** Opening Record set block **
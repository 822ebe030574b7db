//! Repository layer abstractions and persistence implementations.
//!
//! # Responsibility
//! - Define one data access contract per governance concern.
//! - Isolate SQLite query details from authorization/dispatch logic.
//!
//! # Invariants
//! - Repositories only open on fully migrated connections.
//! - Read paths reject invalid persisted state instead of masking it.
//! - Multi-row writes and their journal events commit together.

use crate::db::migrations::latest_version;
use crate::db::DbError;
use crate::model::principal::Principal;
use crate::model::records::BlockHeight;
use rusqlite::Connection;
use std::error::Error;
use std::fmt::{Display, Formatter};

pub mod event_repo;
pub mod executive_repo;
pub mod extension_repo;
pub mod ledger_repo;

pub type RepoResult<T> = Result<T, RepoError>;

/// Repository error shared by governance persistence operations.
#[derive(Debug)]
pub enum RepoError {
    Db(DbError),
    /// Proposal identity already has a ledger record.
    AlreadyExecuted(Principal),
    /// Connection schema is not at the expected migrated version.
    UninitializedConnection {
        expected_version: u32,
        actual_version: u32,
    },
    MissingRequiredTable(&'static str),
    /// Persisted data cannot be converted to a valid read model.
    InvalidData(String),
    /// Host block height does not fit the storage column.
    HeightOutOfRange(BlockHeight),
}

impl Display for RepoError {
    fn fmt(&self, f: &mut Formatter<'_>) -> std::fmt::Result {
        match self {
            Self::Db(err) => write!(f, "{err}"),
            Self::AlreadyExecuted(proposal) => {
                write!(f, "proposal already executed: {proposal}")
            }
            Self::UninitializedConnection {
                expected_version,
                actual_version,
            } => write!(
                f,
                "connection schema version {actual_version} does not match expected {expected_version}"
            ),
            Self::MissingRequiredTable(table) => write!(f, "required table is missing: {table}"),
            Self::InvalidData(message) => write!(f, "invalid persisted governance data: {message}"),
            Self::HeightOutOfRange(height) => {
                write!(f, "block height {height} exceeds the storable range")
            }
        }
    }
}

impl Error for RepoError {
    fn source(&self) -> Option<&(dyn Error + 'static)> {
        match self {
            Self::Db(err) => Some(err),
            _ => None,
        }
    }
}

impl From<DbError> for RepoError {
    fn from(value: DbError) -> Self {
        Self::Db(value)
    }
}

impl From<rusqlite::Error> for RepoError {
    fn from(value: rusqlite::Error) -> Self {
        Self::Db(DbError::Sqlite(value))
    }
}

pub(crate) fn ensure_connection_ready(conn: &Connection, table: &'static str) -> RepoResult<()> {
    let expected_version = latest_version();
    let actual_version: u32 = conn.query_row("PRAGMA user_version;", [], |row| row.get(0))?;
    if actual_version != expected_version {
        return Err(RepoError::UninitializedConnection {
            expected_version,
            actual_version,
        });
    }

    let exists: i64 = conn.query_row(
        "SELECT EXISTS(
            SELECT 1
            FROM sqlite_master
            WHERE type = 'table' AND name = ?1
        );",
        [table],
        |row| row.get(0),
    )?;
    if exists != 1 {
        return Err(RepoError::MissingRequiredTable(table));
    }
    Ok(())
}

pub(crate) fn parse_principal_column(value: &str, column: &str) -> RepoResult<Principal> {
    value
        .parse()
        .map_err(|err| RepoError::InvalidData(format!("invalid principal `{value}` in {column}: {err}")))
}

pub(crate) fn height_to_db(height: BlockHeight) -> RepoResult<i64> {
    i64::try_from(height).map_err(|_| RepoError::HeightOutOfRange(height))
}

pub(crate) fn height_from_db(value: i64, column: &str) -> RepoResult<BlockHeight> {
    BlockHeight::try_from(value)
        .map_err(|_| RepoError::InvalidData(format!("negative block height `{value}` in {column}")))
}

pub(crate) fn bool_to_int(value: bool) -> i64 {
    if value {
        1
    } else {
        0
    }
}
** Closing Record set block **
• **What to do**: Locate the lines above that contain "rusqlite" and copy them.

• **Exercise answer**:
use rusqlite::Connection;
impl From<rusqlite::Error> for RepoError {
    fn from(value: rusqlite::Error) -> Self {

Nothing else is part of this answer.